Le Docteur se força à le lui rendre, levant son verre à son tour.

-La tradition, en effet, sourit-il contre son gré.

-Pourriez-vous imaginer que je les ai retrouvés ensemble, dans le lit de mon fils ? s'indigna le roi, et le Docteur roula des yeux.

-Je n'ose contempler une telle image, murmura-t-il en tentant de dissimuler l'ironie dans sa voix.

Face à lui, le roi secoua la tête, ne prêtant clairement pas garde à la nuance.

-Comme je vous comprends ! Et mon fils osait affirmer qu'il l'aimait ! Un jeune homme toujours si intelligent, j'ai su tout de suite qu'il ne pouvait pas être lui-même. Il avait été ensorcelé. Oh, le démon a bien essayé de se défendre, évidemment, mais qu'aurait-il pu faire contre tous mes hommes ? Mais ce n'est pas la seule preuve de sa nature démoniaque, oh, non, Docteur.

Il frissonna, une lueur de peur traversant son regard, et le Seigneur du temps dut une nouvelle fois lutter pour ne pas l'étrangler.

-Non ? répéta-t-il lentement.

Le roi secoua la tête, un nouveau frisson le traversant.

-Non ! Il était bel et bien mort, je peux l'affirmer, j'ai vérifié. Mais quelques instants plus tard, il.. s'est réveillé.

Le regard exorbité, l'homme le fixa, sa main crispée sur sa coupe.

Le Docteur se pencha davantage en avant, ses longs cheveux bruns tombant autour de son visage.

-Fascinant. Me serait-il possible de le rencontrer ?


Sans surprise, les cachots étaient sales, froids et humides.

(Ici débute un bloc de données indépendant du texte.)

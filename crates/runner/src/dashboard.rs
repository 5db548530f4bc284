//! Dashboard run - drives one authenticated session end to end
//!
//! Spawns the simulated backend behind a channel transport, logs in, and logs
//! a dashboard snapshot (quotes, positions, orders, connection, metrics) on a
//! fixed interval. After the first snapshot it places the configured sample
//! order through the command facade. At the end it logs out and shuts the
//! backend down.

use crate::config::RunConfig;
use crate::error::Result;
use log::{info, warn};
use std::sync::Arc;
use tokio::time::{Instant, MissedTickBehavior};
use tradedesk_clock::SystemClock;
use tradedesk_core::ConnectionPhase;
use tradedesk_gateway::spawn_simulated;
use tradedesk_ports::Clock;
use tradedesk_sync::{PerformanceMetrics, SyncContext};

/// What the dashboard showed when the run ended
#[derive(Debug, Clone, PartialEq)]
pub struct RunSummary {
    pub quotes: usize,
    pub positions: usize,
    pub orders: usize,
    pub snapshots: u32,
    pub final_phase: ConnectionPhase,
    pub sample_order_id: Option<String>,
    pub metrics: PerformanceMetrics,
}

pub struct DashboardRun {
    config: RunConfig,
}

impl DashboardRun {
    pub fn new(config: RunConfig) -> Self {
        Self { config }
    }

    pub async fn run(self) -> Result<RunSummary> {
        self.config.validate()?;
        let clock: Arc<dyn Clock> = Arc::new(SystemClock::new());
        let (transport, backend) = spawn_simulated(&self.config.gateway, Arc::clone(&clock))?;
        let ctx = SyncContext::new(Arc::new(transport), clock, self.config.sync.clone());

        ctx.login();
        let quotes = ctx.quotes().await?;
        let positions = ctx.positions().await?;
        let orders = ctx.orders().await?;
        let connection = ctx.connection().await?;
        let commands = ctx.commands().await?;

        let deadline = Instant::now() + self.config.duration();
        let mut interval = tokio::time::interval(self.config.snapshot_interval());
        interval.set_missed_tick_behavior(MissedTickBehavior::Skip);
        // First tick fires immediately
        interval.tick().await;

        let mut snapshots = 0;
        let mut sample_order_id = None;
        let mut sample_pending = self.config.sample_order.clone();

        while Instant::now() < deadline {
            tokio::select! {
                _ = interval.tick() => {}
                _ = tokio::time::sleep_until(deadline) => break,
            }
            snapshots += 1;

            let status = connection.connection_status();
            let metrics = ctx.metrics().await?;
            info!(
                "[{}] {} | quotes={} positions={} orders={} | latency={:.2}ms errors/s={:.3}",
                snapshots,
                status.phase,
                quotes.data().len(),
                positions.data().len(),
                orders.data().len(),
                metrics.average_latency_ms,
                metrics.error_rate,
            );
            for quote in quotes.data() {
                info!(
                    "  {} {} (bid {} / ask {}) {}%",
                    quote.symbol, quote.last_price, quote.bid, quote.ask, quote.change_percent
                );
            }
            for position in positions.data().iter().filter(|p| !p.is_closed()) {
                info!(
                    "  {} {} @ {} pnl {}",
                    position.symbol, position.quantity, position.average_price, position.pnl
                );
            }

            if let Some(order) = sample_pending.take() {
                match commands
                    .place_quick_order(&order.symbol, order.action, order.quantity)
                    .await
                {
                    Ok(ack) => {
                        info!("Sample order accepted: {}", ack.message);
                        sample_order_id = ack.order_id;
                    }
                    Err(e) => warn!("Sample order failed: {}", e),
                }
            }
        }

        let summary = RunSummary {
            quotes: quotes.data().len(),
            positions: positions.data().len(),
            orders: orders.data().len(),
            snapshots,
            final_phase: connection.connection_status().phase,
            sample_order_id,
            metrics: ctx.metrics().await?,
        };

        ctx.logout().await;
        backend.shutdown().await;
        info!("Run finished after {} snapshots", summary.snapshots);
        Ok(summary)
    }
}
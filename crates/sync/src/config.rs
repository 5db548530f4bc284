//! Sync layer configuration

use crate::backoff::ReconnectPolicy;
use serde::{Deserialize, Serialize};
use std::path::Path;
use thiserror::Error;

#[derive(Error, Debug)]
pub enum ConfigError {
    #[error("Failed to read config file: {0}")]
    IoError(#[from] std::io::Error),
    #[error("Failed to parse config: {0}")]
    ParseError(#[from] serde_json::Error),
    #[error("Invalid value for {field}: {reason}")]
    Invalid { field: &'static str, reason: String },
}

#[derive(Debug, Clone, PartialEq, Serialize, Deserialize)]
#[serde(default)]
pub struct SyncConfig {
    /// Number of latency samples kept by the performance monitor
    pub latency_window: usize,
    /// Resync projections when a dropped connection recovers
    pub refresh_on_reconnect: bool,
    /// Reject a command against an order or symbol that already has one pending
    pub serialize_per_resource: bool,
    /// Connect as part of creating a session
    pub auto_connect: bool,
    /// Run a backoff supervisor that reconnects after `failed`
    pub auto_reconnect: bool,
    pub reconnect: ReconnectPolicy,
}

impl Default for SyncConfig {
    fn default() -> Self {
        Self {
            latency_window: 100,
            refresh_on_reconnect: true,
            serialize_per_resource: false,
            auto_connect: true,
            auto_reconnect: false,
            reconnect: ReconnectPolicy::default(),
        }
    }
}

impl SyncConfig {
    pub fn validate(&self) -> Result<(), ConfigError> {
        if self.latency_window == 0 {
            return Err(ConfigError::Invalid {
                field: "latency_window",
                reason: "must be positive".to_string(),
            });
        }
        if self.reconnect.multiplier < 1.0 {
            return Err(ConfigError::Invalid {
                field: "reconnect.multiplier",
                reason: format!("{} is below 1.0", self.reconnect.multiplier),
            });
        }
        if self.reconnect.max_delay_ms < self.reconnect.initial_delay_ms {
            return Err(ConfigError::Invalid {
                field: "reconnect.max_delay_ms",
                reason: "smaller than initial_delay_ms".to_string(),
            });
        }
        Ok(())
    }
}

/// Load sync configuration from a JSON file
pub fn load_config<P: AsRef<Path>>(path: P) -> Result<SyncConfig, ConfigError> {
    let content = std::fs::read_to_string(path)?;
    load_config_from_str(&content)
}

pub fn load_config_from_str(json: &str) -> Result<SyncConfig, ConfigError> {
    let config: SyncConfig = serde_json::from_str(json)?;
    config.validate()?;
    Ok(config)
}

/// Load the embedded default configuration
pub fn load_default_config() -> Result<SyncConfig, ConfigError> {
    load_config_from_str(include_str!("sync_config.json"))
}

#[cfg(test)]
mod tests {
    use super::*;

    #[test]
    fn test_embedded_config_matches_defaults() {
        assert_eq!(load_default_config().unwrap(), SyncConfig::default());
    }

    #[test]
    fn test_partial_config() {
        let config = load_config_from_str(r#"{ "serialize_per_resource": true }"#).unwrap();
        assert!(config.serialize_per_resource);
        assert_eq!(config.latency_window, 100);
        assert!(config.refresh_on_reconnect);
    }

    #[test]
    fn test_zero_window_rejected() {
        let err = load_config_from_str(r#"{ "latency_window": 0 }"#).unwrap_err();
        assert!(matches!(
            err,
            ConfigError::Invalid {
                field: "latency_window",
                ..
            }
        ));
    }
}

Une torche à la main, le Docteur roula des yeux, tout en se dirigeant à grands pas vers la cellule contenant Jack. Il n'avait pas besoin d'être guidé, l'énergie du vortex émanant de l'immortel le transformant en un point lumineux pour le Seigneur du temps qui dut lutter pour ne pas courir.

Diable, mais Jack se fourrait toujours dans des situations impossibles.

Ses lèvres se plissèrent, en même temps qu'une nouvelle vague de hargne l'envahissait.

Pauvre Jack. Combien de fois encore devrait-il subir de telles situations ? Combien en avait-il vécu seul, sans jamais personne pour l'aider ?

Combien de fois avait-il eu besoin de lui, et n'avait-il pas été là ?

Sans un mot, il s'arrêta en face de la porte de bois, avant de tirer une clé du trousseau fourni par le garde. L'homme avait refusé de l'accompagner, clairement terrifié, non pas que ce soit un problème, bien au contraire.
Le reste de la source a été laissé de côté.